重量%で以下を含む合金からなる、腐蝕に対して良好な耐性を有する鋼材料:
C : max 0.12
N : 0.5〜1.5
Cr : 12〜18
Mn : max 0.5
Ni : max 0.5
(Mo+W/2) : 1〜5
(V+Nb/2+Ti) : max 1.5
Si : 0.1〜0.5
Co : トレース量〜max 2.0
S : トレース量〜max 0.1
バランス : 鉄および本質的に通常量の不純物のみ。

Description

本発明は、良好な耐蝕とともに高い硬度を必要とするナイフや工具類に使用することを目的とした鋼材料に関する。本発明はまた特に焼き入れおよび焼き戻した状態で良好な耐摩耗性を有する鋼材料に関する。本発明はさらに、本鋼材をナイフや工具類、特に屠殺動物や冷凍魚を切断および切り刻む(切り分ける)ためのチョッピングナイフ(chopping knives)などの食品産業内での機械ナイフおよび手動ナイフ、挽肉および皮むき用の道具、切断機用のバイブレーターや円形ナイフ用に使用することにも関する。他の使用分野は薬剤産業内での機械ナイフおよびソフトな濡れたクレープ紙を切るためのナイフである。さらに他の考えられる使用はプラスチック用のプラスチック成型工具および射出スクリュー、食品および飲料用の紙ベースの積層包装物を切る工具である。別の考えられる使用分野はボールベアリング用の材料としてである。
食品産業内では使用する道具に対して耐蝕性と硬度に高い要求が置かれる。台所道具は塩化物含有水と接触するのでしばしばピット腐蝕に曝される。そのような道具に対しては耐摩耗性にも高い要求が置かれる。これらの性質を有する既知物質のなかでは窒化マルテンサイト鋼のグループを掲げることができ、その組成と性質はドイツ特許DE3901470C1に開示されている。本特許出願においては、これらの鋼をひとまとめにしてAと表示する。
もう1つの開連する商業上の鋼はWerkstoffe No.1.41の組成に相当し、Bと表示する。
欧州特許EP0810294から、良好な耐蝕性、高強度および良好な延性を有する多数の合金組成物がさらに知られている。これらの鋼をまとめてCと表示する。

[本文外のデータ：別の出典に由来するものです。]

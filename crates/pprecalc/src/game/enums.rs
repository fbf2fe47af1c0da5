use serde::{Deserialize, Serialize};
use strum::{Display, EnumString, FromRepr, IntoStaticStr};

#[derive(
    Debug,
    Clone,
    Copy,
    PartialEq,
    Eq,
    Hash,
    Default,
    Serialize,
    Deserialize,
    FromRepr,
    EnumString,
    IntoStaticStr,
    Display,
)]
#[repr(u8)]
pub enum GameMode {
    #[default]
    #[strum(serialize = "std")]
    Std = 0,
    #[strum(serialize = "taiko")]
    Taiko = 1,
}

impl GameMode {
    pub fn from_u8(value: u8) -> Option<Self> {
        Self::from_repr(value)
    }

    /// Value stored in the `play_mode` column
    pub fn code(&self) -> u8 {
        *self as u8
    }

    pub fn is_taiko(&self) -> bool {
        matches!(self, Self::Taiko)
    }
}

/// Scoring variant, each with its own score table.
#[derive(
    Debug,
    Clone,
    Copy,
    PartialEq,
    Eq,
    Hash,
    Default,
    Serialize,
    Deserialize,
    FromRepr,
    EnumString,
    IntoStaticStr,
    Display,
)]
#[repr(u8)]
pub enum Ruleset {
    #[strum(serialize = "vanilla")]
    Vanilla = 0,
    #[default]
    #[strum(serialize = "relax")]
    Relax = 1,
}

impl Ruleset {
    pub fn from_u8(value: u8) -> Option<Self> {
        Self::from_repr(value)
    }

    pub fn score_table(&self) -> &'static str {
        match self {
            Self::Vanilla => "scores",
            Self::Relax => "scores_relax",
        }
    }
}

/// Map statuses eligible for recalculation.
#[derive(
    Debug,
    Clone,
    Copy,
    PartialEq,
    Eq,
    Hash,
    Serialize,
    Deserialize,
    FromRepr,
    EnumString,
    IntoStaticStr,
    Display,
)]
#[repr(u8)]
pub enum RankedStatus {
    #[strum(serialize = "ranked")]
    Ranked = 2,
    #[strum(serialize = "loved")]
    Loved = 5,
}

impl RankedStatus {
    pub const ELIGIBLE: [RankedStatus; 2] = [RankedStatus::Ranked, RankedStatus::Loved];

    pub fn from_u8(value: u8) -> Option<Self> {
        Self::from_repr(value)
    }

    /// Decode the `beatmaps.ranked` column. Unknown codes map to `None`.
    pub fn from_code(code: i64) -> Option<Self> {
        u8::try_from(code).ok().and_then(Self::from_repr)
    }

    pub fn code(&self) -> u8 {
        *self as u8
    }
}
//! Score rows and the filter that selects them.

mod filter;

pub use filter::*;

use serde::Serialize;

use crate::game::{Mods, RankedStatus};

/// Hit statistics passed to the compute engine
#[derive(Debug, Clone, Copy, Default, PartialEq, Eq, Serialize)]
pub struct PlayStats {
    pub count_100: u32,
    pub count_50: u32,
    pub misses: u32,
    pub max_combo: u32,
}

/// Snapshot of one score row joined with its map
#[derive(Debug, Clone, PartialEq, Serialize)]
pub struct ScoreRecord {
    pub id: i64,
    pub mods: Mods,
    pub max_combo: u32,
    pub count_100: u32,
    pub count_50: u32,
    pub misses: u32,
    /// `None` when the map is missing from the map table
    pub map_id: Option<u32>,
    pub ranked: Option<RankedStatus>,
}

impl ScoreRecord {
    pub fn stats(&self) -> PlayStats {
        PlayStats {
            count_100: self.count_100,
            count_50: self.count_50,
            misses: self.misses,
            max_combo: self.max_combo,
        }
    }

    pub fn is_loved(&self) -> bool {
        self.ranked == Some(RankedStatus::Loved)
    }
}

/// Clamp a database integer into a non-negative count.
pub(crate) fn count_from_db(value: i64) -> u32 {
    u32::try_from(value.max(0)).unwrap_or(u32::MAX)
}
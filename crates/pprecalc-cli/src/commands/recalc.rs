//! Recalculate pp for the selected scores.

use std::sync::Arc;

use anyhow::{Context, Result};
use pprecalc::{
    HttpMapSource, MapCache, MySqlScoreStore, ProcessEngine, Recalculator, SelectionFilter,
    ShutdownSignal,
};
use tracing::{debug, info};

use crate::cli::Args;
use crate::{config, render};

fn build_filter(args: &Args) -> Result<SelectionFilter> {
    let filter = SelectionFilter::builder()
        .variant(args.variant)
        .mode(args.gamemode)
        .ruleset(args.relax)
        .ranked(args.ranked_status())
        .map_id(args.beatmap)
        .limit(args.limit)
        .build()?;
    Ok(filter)
}

pub async fn run(args: Args) -> Result<()> {
    let config = config::resolve(&args)?;
    let filter = build_filter(&args)?;
    let workers = config.recalc.workers;
    debug!("Selection: {:?}, workers: {}", filter, workers);

    let shutdown = Arc::new(ShutdownSignal::new());
    let shutdown_ctrlc = Arc::clone(&shutdown);
    ctrlc::set_handler(move || {
        info!("Received shutdown signal, finishing in-flight scores...");
        shutdown_ctrlc.trigger();
    })?;

    let store = MySqlScoreStore::connect(&config.database, config.pool_size(workers))
        .await
        .context("Failed to connect to SQL")?;
    let source = HttpMapSource::new(&config.beatmaps).context("Failed to create HTTP client")?;
    let maps = MapCache::new(config.beatmaps.cache_dir.clone(), source);
    let engine = ProcessEngine::from_config(&config.engine);

    let recalc = Recalculator::new(store, maps, engine).workers(workers);

    let json = args.json;
    let result = recalc
        .run(&filter, shutdown, |progress| {
            if !json {
                render::print_progress(&progress);
            }
        })
        .await;
    recalc.store().close().await;
    let summary = result.context("Failed to select scores")?;

    if json {
        println!("{}", serde_json::to_string_pretty(&summary)?);
    } else {
        render::print_summary(&summary);
    }

    Ok(())
}
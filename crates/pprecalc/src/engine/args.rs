use std::ffi::OsString;

use super::ComputeRequest;

/// Flag asking the engine for a raw binary result on stdout
pub const BINARY_OUTPUT_FLAG: &str = "-obinary";
pub const TAIKO_FLAG: &str = "-taiko";

/// Build the engine's positional argument vector.
///
/// Layout: `<map> <n>x100 <n>x50 <n>m <n>x [+MODS] [-taiko] -obinary`.
/// The mod token is left out when the play has no mods at all and rendered
/// as a bare `+` when bits are set but none are recognised.
pub fn build_args(request: &ComputeRequest) -> Vec<OsString> {
    let stats = &request.stats;
    let mut args: Vec<OsString> = vec![
        request.map_path.clone().into_os_string(),
        format!("{}x100", stats.count_100).into(),
        format!("{}x50", stats.count_50).into(),
        format!("{}m", stats.misses).into(),
        format!("{}x", stats.max_combo).into(),
    ];

    if let Some(tokens) = request.mods.readable() {
        args.push(format!("+{}", tokens).into());
    }

    if request.mode.is_taiko() {
        args.push(TAIKO_FLAG.into());
    }

    args.push(BINARY_OUTPUT_FLAG.into());
    args
}
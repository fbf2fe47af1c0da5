use std::path::{Path, PathBuf};
use std::process::Stdio;
use std::time::Duration;

use tokio::process::Command;
use tracing::{debug, warn};

use super::args::build_args;
use super::{ComputeEngine, ComputeRequest};
use crate::config::EngineConfig;
use crate::error::{Error, Result};

/// Size of the little-endian f32 at the end of the engine's output
pub const RESULT_SIZE: usize = 4;

/// Interpret the last four bytes of `output` as a little-endian f32.
pub fn parse_binary_tail(output: &[u8]) -> Result<f32> {
    let tail = output
        .len()
        .checked_sub(RESULT_SIZE)
        .map(|start| &output[start..])
        .ok_or(Error::EngineOutputTooShort(output.len()))?;

    let mut bytes = [0u8; RESULT_SIZE];
    bytes.copy_from_slice(tail);
    Ok(f32::from_le_bytes(bytes))
}

/// Runs the external pp calculator once per request
#[derive(Debug, Clone)]
pub struct ProcessEngine {
    path: PathBuf,
    timeout: Duration,
}

impl ProcessEngine {
    pub fn new<P: Into<PathBuf>>(path: P, timeout: Duration) -> Self {
        Self {
            path: path.into(),
            timeout,
        }
    }

    pub fn from_config(config: &EngineConfig) -> Self {
        Self::new(config.path.clone(), config.timeout())
    }

    pub fn path(&self) -> &Path {
        &self.path
    }
}

impl ComputeEngine for ProcessEngine {
    async fn compute(&self, request: &ComputeRequest) -> Result<f32> {
        let args = build_args(request);
        debug!("Running {} {:?}", self.path.display(), args);

        let child = Command::new(&self.path)
            .args(&args)
            .stdin(Stdio::null())
            .stdout(Stdio::piped())
            .stderr(Stdio::piped())
            .kill_on_drop(true)
            .spawn()
            .map_err(|e| Error::EngineSpawnFailed(format!("{}: {}", self.path.display(), e)))?;

        let output = tokio::time::timeout(self.timeout, child.wait_with_output())
            .await
            .map_err(|_| Error::EngineTimedOut(self.timeout))??;

        if !output.status.success() {
            warn!(
                "Compute engine exited with {} for {}: {}",
                output.status,
                request.map_path.display(),
                String::from_utf8_lossy(&output.stderr).trim()
            );
        }

        parse_binary_tail(&output.stdout)
    }
}
const BRAINSTORM_SYSTEM_PROMPT: &str = "You are a large language model assistant to a journalist. \
You will pitch ideas from different angles of news, feature stories, news analysis or explainers, and opinion pieces. \
You need to adhere to journalistic ethics and deliver accurate reporting; try your best not to make things up. \
If it makes sense, you may pay attention to what Millennials and Gen Z care about, write in a way that is relatable to them, \
and explain why the story matters to them.";

const GENERAL_SYSTEM_PROMPT: &str = "You are a large language model assistant to a journalist. \
You are designed to assist with a wide range of tasks, from answering simple questions to providing in-depth explanations \
and discussions on a wide range of topics. Generate human-like text that is coherent and relevant to the topic at hand, \
and provide accurate and informative responses. Whether the journalist needs help with a specific question or just wants \
to have a conversation about a particular topic, you are here to assist.";

#[derive(Debug, Clone, Copy, Default, PartialEq, Eq)]
/// System prompt used for every conversation in the process.
pub enum PromptTemplateKind {
    #[default]
    Brainstorm,
    General,
}

impl PromptTemplateKind {
    pub fn as_str(self) -> &'static str {
        match self {
            Self::Brainstorm => "brainstorm",
            Self::General => "general",
        }
    }

    pub fn system_prompt(self) -> &'static str {
        match self {
            Self::Brainstorm => BRAINSTORM_SYSTEM_PROMPT,
            Self::General => GENERAL_SYSTEM_PROMPT,
        }
    }
}
//! Foundational low-level utilities shared across Newsdesk crates.
//!
//! Provides the wall-clock helpers used for Slack request-skew checks and
//! latency bookkeeping.

pub mod time_utils;

pub use time_utils::{current_unix_timestamp, current_unix_timestamp_ms, elapsed_ms_since};
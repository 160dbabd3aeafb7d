//! Retry policy for chat-completion requests.

use std::{
    collections::hash_map::RandomState,
    hash::BuildHasher,
    sync::atomic::{AtomicU64, Ordering},
    time::Duration,
};

use chrono::{DateTime, Utc};
use newsdesk_core::current_unix_timestamp_ms;
use reqwest::{
    header::{HeaderMap, RETRY_AFTER},
    StatusCode,
};

const BACKOFF_FLOOR_MS: u64 = 200;
const BACKOFF_MAX_DOUBLINGS: u32 = 6;

static REQUEST_SEQUENCE: AtomicU64 = AtomicU64::new(1);

#[derive(Debug, Clone, Copy, PartialEq, Eq)]
/// How often and how long a completion request may be retried.
pub(crate) struct RetryPolicy {
    pub(crate) max_retries: usize,
    /// Cumulative wall-clock budget for retries; `0` means unbounded.
    pub(crate) budget_ms: u64,
    pub(crate) jitter: bool,
}

impl RetryPolicy {
    /// Returns the pause before attempt `attempt + 1`, or `None` once the
    /// attempts or the budget are spent.
    ///
    /// A `Retry-After` hint from the provider is honored as a lower bound.
    pub(crate) fn next_delay(
        &self,
        attempt: usize,
        elapsed_ms: u64,
        retry_after_ms: Option<u64>,
    ) -> Option<Duration> {
        if attempt >= self.max_retries {
            return None;
        }
        let delay_ms = self
            .backoff_ms(attempt)
            .max(retry_after_ms.unwrap_or_default());
        if self.budget_ms > 0 && elapsed_ms.saturating_add(delay_ms) > self.budget_ms {
            return None;
        }
        Some(Duration::from_millis(delay_ms))
    }

    fn backoff_ms(&self, attempt: usize) -> u64 {
        let doublings = u32::try_from(attempt)
            .unwrap_or(u32::MAX)
            .min(BACKOFF_MAX_DOUBLINGS);
        let ceiling = BACKOFF_FLOOR_MS << doublings;
        if !self.jitter {
            return ceiling;
        }
        // Uniform in the upper half of the window.
        let half = ceiling / 2;
        half + RandomState::new().hash_one(attempt) % (half + 1)
    }
}

pub(crate) fn is_retryable_status(status: StatusCode) -> bool {
    status.is_server_error()
        || matches!(
            status,
            StatusCode::REQUEST_TIMEOUT
                | StatusCode::CONFLICT
                | StatusCode::TOO_EARLY
                | StatusCode::TOO_MANY_REQUESTS
        )
}

pub(crate) fn is_retryable_transport_error(error: &reqwest::Error) -> bool {
    error.is_timeout() || error.is_connect() || error.is_request() || error.is_body()
}

/// Reads `Retry-After` as delta-seconds or an HTTP date.
pub(crate) fn retry_after_ms(headers: &HeaderMap) -> Option<u64> {
    let value = headers.get(RETRY_AFTER)?.to_str().ok()?.trim();
    if let Ok(seconds) = value.parse::<u64>() {
        return Some(seconds.saturating_mul(1_000));
    }
    let retry_at = DateTime::parse_from_rfc2822(value).ok()?.with_timezone(&Utc);
    let remaining = retry_at.signed_duration_since(Utc::now()).num_milliseconds();
    Some(u64::try_from(remaining).unwrap_or(0))
}

pub(crate) fn new_request_id() -> String {
    let sequence = REQUEST_SEQUENCE.fetch_add(1, Ordering::Relaxed);
    format!("newsdesk-{}-{sequence}", current_unix_timestamp_ms())
}
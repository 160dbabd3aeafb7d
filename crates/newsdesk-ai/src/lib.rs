//! Completion client surface for Newsdesk.
//!
//! Exposes the `LlmClient` trait the conversation layer talks to, the chat
//! request/response types, and an OpenAI-compatible chat-completions client.
mod openai;
mod retry;
mod types;

pub use openai::{OpenAiClient, OpenAiConfig};
pub use types::{
    ChatRequest, ChatResponse, ChatUsage, LlmClient, Message, MessageRole, NewsdeskAiError,
};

良好な耐蝕性を有するさらに他の材料がEP1236809に開示されており、Dと表示する。
上述の材料の組成を次の表1に示す。
Figure 2007515553
上の4つの鋼が、良好な耐蝕性を有するが上述の少くともある使用分野内で十分な硬度と耐摩耗性に欠けるのが共通している。鋼No.1とNo.2は57〜59HRC範囲内の硬度に達する。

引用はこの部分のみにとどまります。